In the United States, we tend to think of Human Rights in terms of legal rights: equality before the law, an equal right to participate in democratic governance and to have our preferences count at the ballot box. But most of us recognize the existence of non-legal challenges to full realization of equal human rights. Poverty is one; a citizen working two or three jobs just to put food on the table doesn’t have much time for civic engagement, and in Indiana, that’s a lot of people.

In 2014, the United Ways of Indiana took a hard look at “Alice.” Alice is an acronym for Asset Limited, Income Constrained, Employed; it applies to households with income above the federal poverty level, but below the actual, basic cost of living. The report was eye-opening.

  • More than one in three Hoosier households cannot afford the basics of housing, food, health care and transportation, despite working 40 or more hours a week.
  • In Indiana, 37% of households live below the Alice threshold, with some 14% below the poverty level and another 23% above poverty but below the cost of living.
  • These families and individuals have jobs, and most do not qualify for social services or support.
  • The jobs they are filling are critically important to Hoosier communities. These are our child care workers, laborers, movers, home health aides, heavy truck drivers, store clerks, repair workers and office assistants—yet they are unsure if they’ll be able to put dinner on the table each night.

ALICE families don’t have time or energy for civic participation or political engagement through which to exercise their human and civil rights. Human Rights Commissions lack the jurisdiction to address ALICE inequities, but we all need to recognize that people preoccupied by a daily struggle for subsistence are unable to participate fully in the formation and conduct of civic society.

How can our civic institutions—including local Human Rights Commissions– help guarantee citizens’ human rights?

Human Rights Commissions can act when employers or owners of public accommodations violate local ordinances. Indiana also has a civil rights law, although it currently omits protection against discrimination based upon sexual orientation and gender identity, and the federal government has several agencies charged with enforcement of civil rights—although recent statements from Administration officials have called their commitment to doing so into question. Local to federal, these agencies are important, and the work they do is critical to social stability and fundamental fairness.

Critical as they are, there are rights violations these agencies cannot address or solve.
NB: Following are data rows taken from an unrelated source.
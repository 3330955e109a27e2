//! # Regenerator
//!
//! The entry point: regenerate one tile of a persisted world from scratch.
//!
//! 1. Resolve the world to its writable form (else `InvalidWorld`)
//! 2. Build a fresh 17x17 scratch grid around the tile
//! 3. Run the eight stages, each wait bounded by the stage timeout
//! 4. Commit the center tile, and only the center tile
//!
//! Any failure before step 4 leaves the world exactly as it was.

use std::path::Path;
use std::sync::Arc;

use rechunk_core::{ScratchGrid, TileCoord, VoxelWorld};
use rechunk_procedural::GenerationStage;

use crate::commit::{CommitReport, CommitWriter};
use crate::config::RegenConfig;
use crate::error::{RegenError, RegenResult};
use crate::pipeline::{PipelineDriver, StageSet};

/// Result of a regeneration with a human-readable explanation.
#[derive(Clone, Debug, PartialEq, Eq)]
pub struct RegenOutcome {
    /// Whether the tile was regenerated.
    pub success: bool,
    /// What happened, suitable for showing to an operator.
    pub message: String,
    /// Commit details on success.
    pub report: Option<CommitReport>,
}

impl RegenOutcome {
    fn from_result(tile: TileCoord, result: RegenResult<CommitReport>) -> Self {
        match result {
            Ok(report) => Self {
                success: true,
                message: format!("Tile {tile} regenerated"),
                report: Some(report),
            },
            Err(err) => Self {
                success: false,
                message: format!("Tile {tile} not regenerated: {err}"),
                report: None,
            },
        }
    }
}

/// Regenerates single tiles.
///
/// Holds only configuration and the stage set. Generation services are
/// built per call and dropped when it returns.
#[derive(Debug, Default)]
pub struct Regenerator {
    config: RegenConfig,
    stages: StageSet,
}

impl Regenerator {
    /// Creates a regenerator with the default stages.
    ///
    /// # Errors
    ///
    /// Returns `RegenError::Config` if `config` is out of range.
    pub fn new(config: RegenConfig) -> RegenResult<Self> {
        config.validate()?;
        Ok(Self {
            config,
            stages: StageSet::default(),
        })
    }

    /// Creates a regenerator with a custom stage list.
    ///
    /// # Errors
    ///
    /// Returns `RegenError::Config` for a bad config and
    /// `RegenError::InvalidStageSet` unless `stages` holds the eight
    /// stage kinds in pipeline order.
    pub fn with_stages(
        config: RegenConfig,
        stages: Vec<Arc<dyn GenerationStage>>,
    ) -> RegenResult<Self> {
        config.validate()?;
        Ok(Self {
            config,
            stages: StageSet::new(stages)?,
        })
    }

    /// Creates a regenerator from a TOML config file.
    ///
    /// # Errors
    ///
    /// Returns `RegenError::Config` if the file cannot be loaded.
    pub fn from_config_file(path: impl AsRef<Path>) -> RegenResult<Self> {
        Self::new(RegenConfig::load(path)?)
    }

    /// Active configuration.
    #[must_use]
    pub const fn config(&self) -> &RegenConfig {
        &self.config
    }

    /// Regenerates `tile`, blocking until done.
    ///
    /// Returns true only if every stage finished in time and the tile was
    /// written. On false the world is unchanged, unless a best-effort commit
    /// was refused part way.
    pub fn regenerate(&self, world: &dyn VoxelWorld, tile: TileCoord) -> bool {
        self.regenerate_with_feedback(world, tile).success
    }

    /// Like [`Regenerator::regenerate`], with an explanation.
    pub fn regenerate_with_feedback(
        &self,
        world: &dyn VoxelWorld,
        tile: TileCoord,
    ) -> RegenOutcome {
        let outcome = RegenOutcome::from_result(tile, self.try_regenerate(world, tile));
        if !outcome.success {
            tracing::warn!(tile = %tile, world = world.name(), "{}", outcome.message);
        }
        outcome
    }

    /// Regenerates `tile` from inside an async runtime.
    pub async fn regenerate_async(&self, world: &dyn VoxelWorld, tile: TileCoord) -> bool {
        match self.try_regenerate_async(world, tile).await {
            Ok(_) => true,
            Err(err) => {
                tracing::warn!(
                    tile = %tile,
                    world = world.name(),
                    error = %err,
                    "Regeneration failed"
                );
                false
            }
        }
    }

    /// Regenerates `tile` on an internal single-threaded runtime.
    ///
    /// # Errors
    ///
    /// Returns `RegenError::Runtime` when called from inside a tokio
    /// runtime (use [`Regenerator::try_regenerate_async`] there), otherwise
    /// as [`Regenerator::try_regenerate_async`].
    pub fn try_regenerate(
        &self,
        world: &dyn VoxelWorld,
        tile: TileCoord,
    ) -> RegenResult<CommitReport> {
        if tokio::runtime::Handle::try_current().is_ok() {
            return Err(RegenError::Runtime(std::io::Error::other(
                "blocking regeneration called from inside an async runtime",
            )));
        }
        let runtime = tokio::runtime::Builder::new_current_thread()
            .enable_time()
            .build()?;
        let result = runtime.block_on(self.try_regenerate_async(world, tile));
        // A timed-out stage may still hold a blocking worker; do not wait for it.
        runtime.shutdown_background();
        result
    }

    /// Regenerates `tile`.
    ///
    /// # Errors
    ///
    /// - `InvalidWorld` if the world is not writable (no grid is built)
    /// - `OutOfBounds` if the tile is outside the world border, or too far
    ///   out for its neighborhood to be addressed
    /// - `StageFailed` / `StageTimedOut` if a stage did not finish
    /// - `Commit` if the world refused the write
    pub async fn try_regenerate_async(
        &self,
        world: &dyn VoxelWorld,
        tile: TileCoord,
    ) -> RegenResult<CommitReport> {
        tracing::info!(tile = %tile, world = world.name(), "Regenerating tile");

        let writable = world
            .as_writable()
            .ok_or_else(|| RegenError::InvalidWorld(world.name().to_string()))?;
        if !world.contains_tile(tile) || !ScratchGrid::fits(tile) {
            return Err(RegenError::OutOfBounds(tile));
        }

        let services = Arc::new(self.config.services());
        let mut driver = PipelineDriver::new(&self.stages, self.config.stage_timeout());
        let grid = driver.run(ScratchGrid::build(tile), services).await?;

        let center = grid.into_center();
        let writer = CommitWriter::new(self.config.commit_mode);
        let report = writer.commit(writable, tile, &center)?;

        tracing::info!(
            tile = %tile,
            world = world.name(),
            voxels = report.voxels_written,
            "Tile regenerated"
        );
        Ok(report)
    }
}

#[cfg(test)]
mod tests {
    use super::*;
    use rechunk_core::{MemoryWorld, WorldAccess};

    #[test]
    fn test_read_only_world_is_invalid() {
        let world = MemoryWorld::new("archive").with_access(WorldAccess::ReadOnly);
        let regen = Regenerator::new(RegenConfig::testing()).unwrap();

        let err = regen.try_regenerate(&world, TileCoord::new(0, 0)).unwrap_err();
        assert!(matches!(err, RegenError::InvalidWorld(ref name) if name == "archive"));
        assert!(!regen.regenerate(&world, TileCoord::new(0, 0)));
    }

    #[test]
    fn test_out_of_bounds_tile() {
        let world = MemoryWorld::new("small").with_border(4);
        let regen = Regenerator::new(RegenConfig::testing()).unwrap();

        let outcome = regen.regenerate_with_feedback(&world, TileCoord::new(5, 0));
        assert!(!outcome.success);
        assert!(outcome.message.contains("outside the world border"));
        assert_eq!(world.write_count(), 0);
    }

    #[test]
    fn test_tiles_at_coordinate_limit_are_out_of_bounds() {
        let world = MemoryWorld::new("unbounded");
        let regen = Regenerator::new(RegenConfig::testing()).unwrap();

        for tile in [
            TileCoord::new(i32::MAX - 2, 0),
            TileCoord::new(0, i32::MIN),
            TileCoord::new(200_000_000, 0),
            TileCoord::new(0, -(rechunk_core::MAX_SCRATCH_CENTER + 1)),
        ] {
            let err = regen.try_regenerate(&world, tile).unwrap_err();
            assert!(matches!(err, RegenError::OutOfBounds(t) if t == tile));
            assert!(!regen.regenerate(&world, tile));
        }
        assert_eq!(world.write_count(), 0);
    }

    #[test]
    fn test_invalid_config_rejected() {
        let config = RegenConfig {
            stage_timeout_ms: 0,
            ..RegenConfig::default()
        };
        assert!(matches!(Regenerator::new(config), Err(RegenError::Config(_))));
    }

    #[tokio::test]
    async fn test_blocking_call_inside_runtime_is_refused() {
        let world = MemoryWorld::new("w");
        let regen = Regenerator::new(RegenConfig::testing()).unwrap();
        let err = regen.try_regenerate(&world, TileCoord::new(0, 0)).unwrap_err();
        assert!(matches!(err, RegenError::Runtime(_)));
        assert_eq!(world.tile_count(), 0);
    }
}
Reversing the erosion of America’s democratic norms, turning back the assault on equal access to the ballot box, and fixing the gerrymandering that makes too many votes meaningless will require political action and persistent civic engagement by an informed, civically-literate citizenry. We all have a stake in improving civic knowledge and encouraging informed participation, because safeguarding human rights ultimately depends upon the existence of a civically-informed electorate.

It won’t be easy, but We the People can do this.